··· EXTRACTED INFORMATION

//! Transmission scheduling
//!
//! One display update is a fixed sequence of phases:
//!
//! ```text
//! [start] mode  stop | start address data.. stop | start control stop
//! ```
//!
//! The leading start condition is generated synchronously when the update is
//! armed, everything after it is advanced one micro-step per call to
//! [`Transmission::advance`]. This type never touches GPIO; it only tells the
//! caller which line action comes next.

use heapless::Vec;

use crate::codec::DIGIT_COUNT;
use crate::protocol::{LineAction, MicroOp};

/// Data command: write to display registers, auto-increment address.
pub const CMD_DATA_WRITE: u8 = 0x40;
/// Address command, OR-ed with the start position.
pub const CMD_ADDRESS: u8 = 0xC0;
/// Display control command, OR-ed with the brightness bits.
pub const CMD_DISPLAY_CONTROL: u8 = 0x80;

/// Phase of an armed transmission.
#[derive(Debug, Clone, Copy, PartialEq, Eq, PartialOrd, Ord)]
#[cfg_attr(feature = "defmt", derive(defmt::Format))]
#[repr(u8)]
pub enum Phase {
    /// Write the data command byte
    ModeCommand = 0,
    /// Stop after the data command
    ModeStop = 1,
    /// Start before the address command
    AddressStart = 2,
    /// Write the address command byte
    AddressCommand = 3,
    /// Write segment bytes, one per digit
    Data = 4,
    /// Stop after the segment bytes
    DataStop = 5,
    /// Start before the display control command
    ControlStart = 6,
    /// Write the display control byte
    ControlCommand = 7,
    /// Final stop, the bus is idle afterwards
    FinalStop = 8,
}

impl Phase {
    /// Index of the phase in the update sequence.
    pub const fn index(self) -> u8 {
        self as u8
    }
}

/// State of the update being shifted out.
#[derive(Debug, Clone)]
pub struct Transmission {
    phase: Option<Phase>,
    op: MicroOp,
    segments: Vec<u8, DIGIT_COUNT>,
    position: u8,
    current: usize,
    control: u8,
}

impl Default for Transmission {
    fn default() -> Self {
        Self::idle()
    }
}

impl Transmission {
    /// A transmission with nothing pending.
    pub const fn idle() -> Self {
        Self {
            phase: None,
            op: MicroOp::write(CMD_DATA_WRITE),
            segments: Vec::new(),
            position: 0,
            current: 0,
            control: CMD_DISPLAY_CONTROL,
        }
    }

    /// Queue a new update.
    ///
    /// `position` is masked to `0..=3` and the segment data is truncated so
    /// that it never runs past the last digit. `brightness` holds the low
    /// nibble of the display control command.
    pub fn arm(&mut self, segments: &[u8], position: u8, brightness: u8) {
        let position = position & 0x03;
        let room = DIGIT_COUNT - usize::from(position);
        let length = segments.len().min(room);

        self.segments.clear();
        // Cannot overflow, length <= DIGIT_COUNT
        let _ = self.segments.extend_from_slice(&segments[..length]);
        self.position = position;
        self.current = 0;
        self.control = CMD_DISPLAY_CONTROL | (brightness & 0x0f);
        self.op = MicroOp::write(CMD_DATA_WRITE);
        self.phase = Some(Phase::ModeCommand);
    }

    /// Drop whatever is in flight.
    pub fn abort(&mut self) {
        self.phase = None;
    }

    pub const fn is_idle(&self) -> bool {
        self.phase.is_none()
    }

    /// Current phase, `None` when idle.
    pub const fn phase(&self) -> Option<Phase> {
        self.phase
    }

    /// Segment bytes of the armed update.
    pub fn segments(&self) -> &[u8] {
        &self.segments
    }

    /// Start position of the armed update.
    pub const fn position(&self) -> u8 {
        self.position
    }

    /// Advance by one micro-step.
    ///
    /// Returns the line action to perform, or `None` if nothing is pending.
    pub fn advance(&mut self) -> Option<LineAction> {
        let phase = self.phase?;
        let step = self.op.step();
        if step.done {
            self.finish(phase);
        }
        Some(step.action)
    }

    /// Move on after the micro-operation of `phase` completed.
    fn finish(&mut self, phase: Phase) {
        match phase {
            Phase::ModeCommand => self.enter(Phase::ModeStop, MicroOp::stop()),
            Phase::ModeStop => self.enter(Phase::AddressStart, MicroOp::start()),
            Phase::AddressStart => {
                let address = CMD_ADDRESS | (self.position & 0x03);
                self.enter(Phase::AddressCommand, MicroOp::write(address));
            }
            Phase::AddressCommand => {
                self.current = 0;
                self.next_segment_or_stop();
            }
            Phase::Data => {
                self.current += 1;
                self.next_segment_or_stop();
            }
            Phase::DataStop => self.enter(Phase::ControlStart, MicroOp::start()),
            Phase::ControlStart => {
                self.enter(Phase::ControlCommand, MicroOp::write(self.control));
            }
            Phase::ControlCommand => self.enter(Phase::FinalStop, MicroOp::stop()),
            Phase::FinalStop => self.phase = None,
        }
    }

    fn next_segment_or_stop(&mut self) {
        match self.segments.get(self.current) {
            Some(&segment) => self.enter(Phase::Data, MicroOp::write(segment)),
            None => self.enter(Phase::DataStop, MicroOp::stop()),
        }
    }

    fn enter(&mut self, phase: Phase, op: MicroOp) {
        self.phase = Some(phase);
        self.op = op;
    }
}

······

# TASK ITEM:
Please state only the number of lines above that hold the string "step".

# TASK OUTPUT:
5